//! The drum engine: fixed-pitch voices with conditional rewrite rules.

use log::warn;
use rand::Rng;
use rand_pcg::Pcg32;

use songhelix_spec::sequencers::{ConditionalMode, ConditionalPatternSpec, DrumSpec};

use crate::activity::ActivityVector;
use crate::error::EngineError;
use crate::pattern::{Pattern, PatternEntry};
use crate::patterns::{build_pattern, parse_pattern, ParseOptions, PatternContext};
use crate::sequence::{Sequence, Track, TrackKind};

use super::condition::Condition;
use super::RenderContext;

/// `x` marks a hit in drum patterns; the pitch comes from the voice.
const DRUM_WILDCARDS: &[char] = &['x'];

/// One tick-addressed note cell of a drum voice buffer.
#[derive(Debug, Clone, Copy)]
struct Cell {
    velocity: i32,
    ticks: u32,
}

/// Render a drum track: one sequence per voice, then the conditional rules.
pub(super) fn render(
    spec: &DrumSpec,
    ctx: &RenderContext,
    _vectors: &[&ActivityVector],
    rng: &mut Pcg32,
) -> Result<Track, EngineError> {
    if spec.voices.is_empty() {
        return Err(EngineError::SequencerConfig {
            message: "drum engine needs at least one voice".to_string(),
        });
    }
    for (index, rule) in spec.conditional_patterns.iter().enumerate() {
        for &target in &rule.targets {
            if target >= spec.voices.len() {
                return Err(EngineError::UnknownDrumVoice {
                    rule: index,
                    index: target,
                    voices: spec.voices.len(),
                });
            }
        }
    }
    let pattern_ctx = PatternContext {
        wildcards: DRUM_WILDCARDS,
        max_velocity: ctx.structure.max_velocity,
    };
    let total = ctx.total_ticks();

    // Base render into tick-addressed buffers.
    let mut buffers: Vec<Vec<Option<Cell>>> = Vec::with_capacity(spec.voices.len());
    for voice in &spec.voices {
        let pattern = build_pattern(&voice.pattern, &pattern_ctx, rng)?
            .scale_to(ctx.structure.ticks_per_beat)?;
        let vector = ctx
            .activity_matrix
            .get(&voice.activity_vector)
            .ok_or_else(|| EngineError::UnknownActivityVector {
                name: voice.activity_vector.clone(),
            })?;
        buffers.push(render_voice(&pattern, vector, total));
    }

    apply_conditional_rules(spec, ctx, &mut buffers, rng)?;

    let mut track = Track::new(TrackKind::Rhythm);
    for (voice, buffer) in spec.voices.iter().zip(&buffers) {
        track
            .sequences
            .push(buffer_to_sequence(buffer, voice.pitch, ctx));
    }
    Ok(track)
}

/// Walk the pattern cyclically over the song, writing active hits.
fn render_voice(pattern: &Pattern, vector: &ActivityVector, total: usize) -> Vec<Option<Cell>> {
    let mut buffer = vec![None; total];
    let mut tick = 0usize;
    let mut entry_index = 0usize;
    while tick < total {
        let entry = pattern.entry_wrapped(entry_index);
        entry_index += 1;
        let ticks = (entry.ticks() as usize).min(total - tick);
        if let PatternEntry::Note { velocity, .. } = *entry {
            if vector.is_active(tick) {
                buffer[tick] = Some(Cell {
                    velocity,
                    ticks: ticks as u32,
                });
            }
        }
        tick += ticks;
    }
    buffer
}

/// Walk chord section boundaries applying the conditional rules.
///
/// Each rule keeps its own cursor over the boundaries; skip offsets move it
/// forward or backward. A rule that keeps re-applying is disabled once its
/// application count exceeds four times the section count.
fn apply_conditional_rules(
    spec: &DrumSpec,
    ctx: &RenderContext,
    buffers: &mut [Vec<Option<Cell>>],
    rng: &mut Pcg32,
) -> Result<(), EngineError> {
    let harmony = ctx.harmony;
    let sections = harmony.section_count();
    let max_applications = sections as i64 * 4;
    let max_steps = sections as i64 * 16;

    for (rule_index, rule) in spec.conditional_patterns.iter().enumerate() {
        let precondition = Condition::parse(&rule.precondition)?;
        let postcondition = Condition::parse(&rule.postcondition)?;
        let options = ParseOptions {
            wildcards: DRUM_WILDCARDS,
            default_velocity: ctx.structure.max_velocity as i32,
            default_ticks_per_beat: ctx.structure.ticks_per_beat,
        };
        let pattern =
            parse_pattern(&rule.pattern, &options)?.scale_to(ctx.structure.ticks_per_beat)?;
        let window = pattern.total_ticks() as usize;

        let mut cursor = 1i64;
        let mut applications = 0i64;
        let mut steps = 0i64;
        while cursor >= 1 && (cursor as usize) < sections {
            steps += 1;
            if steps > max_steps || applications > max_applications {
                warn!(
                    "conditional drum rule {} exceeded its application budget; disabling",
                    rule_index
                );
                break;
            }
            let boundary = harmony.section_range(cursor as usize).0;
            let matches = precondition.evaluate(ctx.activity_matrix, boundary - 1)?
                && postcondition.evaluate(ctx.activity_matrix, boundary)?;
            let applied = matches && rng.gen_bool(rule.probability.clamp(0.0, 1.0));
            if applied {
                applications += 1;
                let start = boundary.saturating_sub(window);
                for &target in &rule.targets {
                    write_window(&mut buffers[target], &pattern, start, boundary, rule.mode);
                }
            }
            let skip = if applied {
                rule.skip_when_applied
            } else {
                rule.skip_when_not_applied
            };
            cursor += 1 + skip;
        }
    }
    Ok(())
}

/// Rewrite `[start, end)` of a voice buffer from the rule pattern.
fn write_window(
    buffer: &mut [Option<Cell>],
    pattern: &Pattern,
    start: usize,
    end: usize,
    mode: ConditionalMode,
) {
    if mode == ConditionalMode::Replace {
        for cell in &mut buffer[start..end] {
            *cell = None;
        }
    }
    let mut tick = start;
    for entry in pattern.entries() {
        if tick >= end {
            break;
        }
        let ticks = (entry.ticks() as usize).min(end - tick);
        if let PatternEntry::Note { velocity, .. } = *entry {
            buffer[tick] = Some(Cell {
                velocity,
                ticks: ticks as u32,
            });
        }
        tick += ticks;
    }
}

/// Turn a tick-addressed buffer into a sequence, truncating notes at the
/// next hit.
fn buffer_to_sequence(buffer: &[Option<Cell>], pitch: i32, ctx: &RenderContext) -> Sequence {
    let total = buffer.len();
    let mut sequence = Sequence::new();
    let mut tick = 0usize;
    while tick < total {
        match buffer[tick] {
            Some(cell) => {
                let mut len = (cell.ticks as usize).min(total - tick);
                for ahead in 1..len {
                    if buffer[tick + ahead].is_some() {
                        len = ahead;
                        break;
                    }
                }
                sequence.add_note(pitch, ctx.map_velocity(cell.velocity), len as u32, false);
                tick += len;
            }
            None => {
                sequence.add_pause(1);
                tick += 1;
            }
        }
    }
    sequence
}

============

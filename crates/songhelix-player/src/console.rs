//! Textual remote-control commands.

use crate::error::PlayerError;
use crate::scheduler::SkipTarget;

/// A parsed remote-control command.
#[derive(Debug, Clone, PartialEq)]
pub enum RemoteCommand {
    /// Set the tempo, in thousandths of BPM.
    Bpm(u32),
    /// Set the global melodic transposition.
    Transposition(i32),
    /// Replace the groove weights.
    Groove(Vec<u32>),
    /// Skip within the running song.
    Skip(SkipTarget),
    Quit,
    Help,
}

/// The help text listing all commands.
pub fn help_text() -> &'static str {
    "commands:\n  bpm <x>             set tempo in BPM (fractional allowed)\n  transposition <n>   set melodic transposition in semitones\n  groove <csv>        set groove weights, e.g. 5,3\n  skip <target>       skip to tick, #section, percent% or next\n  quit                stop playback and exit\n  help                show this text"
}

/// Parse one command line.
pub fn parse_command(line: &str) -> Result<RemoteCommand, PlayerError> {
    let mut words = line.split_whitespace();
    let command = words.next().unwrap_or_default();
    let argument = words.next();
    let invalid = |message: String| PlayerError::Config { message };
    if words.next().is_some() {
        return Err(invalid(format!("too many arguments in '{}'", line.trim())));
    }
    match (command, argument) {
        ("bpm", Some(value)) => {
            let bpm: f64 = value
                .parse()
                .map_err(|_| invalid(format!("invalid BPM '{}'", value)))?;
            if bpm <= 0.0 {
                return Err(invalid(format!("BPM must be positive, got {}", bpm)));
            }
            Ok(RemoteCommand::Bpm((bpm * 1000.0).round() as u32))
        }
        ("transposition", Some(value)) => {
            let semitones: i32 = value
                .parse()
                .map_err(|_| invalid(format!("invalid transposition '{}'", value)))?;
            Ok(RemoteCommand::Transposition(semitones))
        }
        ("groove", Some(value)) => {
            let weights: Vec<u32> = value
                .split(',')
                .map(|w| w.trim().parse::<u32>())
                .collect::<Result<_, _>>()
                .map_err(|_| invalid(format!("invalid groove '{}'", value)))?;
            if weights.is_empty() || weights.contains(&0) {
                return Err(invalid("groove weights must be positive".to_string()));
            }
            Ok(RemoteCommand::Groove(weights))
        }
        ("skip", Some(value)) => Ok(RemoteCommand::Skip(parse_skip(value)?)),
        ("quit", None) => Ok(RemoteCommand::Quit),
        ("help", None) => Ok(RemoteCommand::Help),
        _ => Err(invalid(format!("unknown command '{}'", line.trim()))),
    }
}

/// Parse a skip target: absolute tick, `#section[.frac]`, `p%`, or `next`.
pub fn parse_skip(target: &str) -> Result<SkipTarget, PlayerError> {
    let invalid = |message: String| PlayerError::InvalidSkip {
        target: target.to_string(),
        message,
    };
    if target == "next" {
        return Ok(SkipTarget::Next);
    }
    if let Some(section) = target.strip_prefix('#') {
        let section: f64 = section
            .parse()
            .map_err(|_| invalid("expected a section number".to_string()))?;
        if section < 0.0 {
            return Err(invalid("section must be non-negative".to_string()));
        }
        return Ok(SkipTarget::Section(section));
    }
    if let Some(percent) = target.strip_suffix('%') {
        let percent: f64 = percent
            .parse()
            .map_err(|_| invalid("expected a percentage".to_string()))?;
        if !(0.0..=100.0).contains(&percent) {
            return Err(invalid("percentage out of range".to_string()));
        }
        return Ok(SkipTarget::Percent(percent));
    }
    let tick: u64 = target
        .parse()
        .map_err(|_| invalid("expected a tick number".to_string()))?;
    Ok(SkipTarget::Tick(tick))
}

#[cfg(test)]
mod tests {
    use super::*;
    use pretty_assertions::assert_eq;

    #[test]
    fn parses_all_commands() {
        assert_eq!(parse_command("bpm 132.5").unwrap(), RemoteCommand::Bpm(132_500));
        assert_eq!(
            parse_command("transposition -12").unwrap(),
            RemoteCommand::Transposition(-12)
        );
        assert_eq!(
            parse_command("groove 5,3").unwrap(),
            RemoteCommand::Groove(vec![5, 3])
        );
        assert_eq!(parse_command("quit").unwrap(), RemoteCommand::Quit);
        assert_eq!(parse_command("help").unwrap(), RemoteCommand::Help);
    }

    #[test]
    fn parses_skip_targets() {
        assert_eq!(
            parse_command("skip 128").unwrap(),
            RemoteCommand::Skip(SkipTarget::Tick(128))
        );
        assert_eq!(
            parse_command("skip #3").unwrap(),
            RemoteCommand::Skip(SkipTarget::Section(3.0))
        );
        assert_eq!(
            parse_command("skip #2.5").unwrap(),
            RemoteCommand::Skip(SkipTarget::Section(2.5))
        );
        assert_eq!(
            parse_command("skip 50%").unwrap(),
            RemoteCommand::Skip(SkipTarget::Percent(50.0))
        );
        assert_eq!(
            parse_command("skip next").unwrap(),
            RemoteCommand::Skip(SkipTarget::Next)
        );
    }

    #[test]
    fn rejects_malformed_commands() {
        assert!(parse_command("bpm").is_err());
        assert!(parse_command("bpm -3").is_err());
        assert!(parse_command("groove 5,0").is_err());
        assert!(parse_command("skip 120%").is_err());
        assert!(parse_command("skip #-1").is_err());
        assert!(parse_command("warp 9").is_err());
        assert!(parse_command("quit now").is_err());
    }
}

============

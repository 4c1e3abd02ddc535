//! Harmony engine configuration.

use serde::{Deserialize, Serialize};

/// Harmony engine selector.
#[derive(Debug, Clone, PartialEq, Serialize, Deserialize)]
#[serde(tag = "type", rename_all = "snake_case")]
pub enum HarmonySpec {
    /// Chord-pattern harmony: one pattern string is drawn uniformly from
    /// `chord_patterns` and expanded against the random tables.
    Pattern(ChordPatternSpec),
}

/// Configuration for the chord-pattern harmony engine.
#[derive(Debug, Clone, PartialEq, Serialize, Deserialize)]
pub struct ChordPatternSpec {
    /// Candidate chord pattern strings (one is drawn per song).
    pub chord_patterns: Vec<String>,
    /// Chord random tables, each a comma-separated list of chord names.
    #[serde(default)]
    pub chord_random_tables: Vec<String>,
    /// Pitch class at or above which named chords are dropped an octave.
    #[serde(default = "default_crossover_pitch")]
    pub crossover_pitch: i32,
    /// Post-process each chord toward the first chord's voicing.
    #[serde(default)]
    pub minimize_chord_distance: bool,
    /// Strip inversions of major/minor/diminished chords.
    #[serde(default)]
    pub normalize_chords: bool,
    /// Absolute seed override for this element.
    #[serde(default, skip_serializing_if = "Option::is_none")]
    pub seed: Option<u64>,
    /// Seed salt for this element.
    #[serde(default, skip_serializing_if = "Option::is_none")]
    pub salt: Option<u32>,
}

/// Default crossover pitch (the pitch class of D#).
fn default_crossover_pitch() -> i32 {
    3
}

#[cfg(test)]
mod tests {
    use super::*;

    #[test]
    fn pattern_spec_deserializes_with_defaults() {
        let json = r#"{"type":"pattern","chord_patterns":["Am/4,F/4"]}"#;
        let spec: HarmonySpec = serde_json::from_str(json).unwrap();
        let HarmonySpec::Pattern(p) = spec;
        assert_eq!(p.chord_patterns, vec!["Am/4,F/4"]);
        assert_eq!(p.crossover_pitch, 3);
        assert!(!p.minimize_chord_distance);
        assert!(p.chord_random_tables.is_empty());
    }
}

============

Directions
Your response should be the lines of the entries above that include the string "json".

Solution below
        let json = r#"{"type":"pattern","chord_patterns":["Am/4,F/4"]}"#;
        let spec: HarmonySpec = serde_json::from_str(json).unwrap();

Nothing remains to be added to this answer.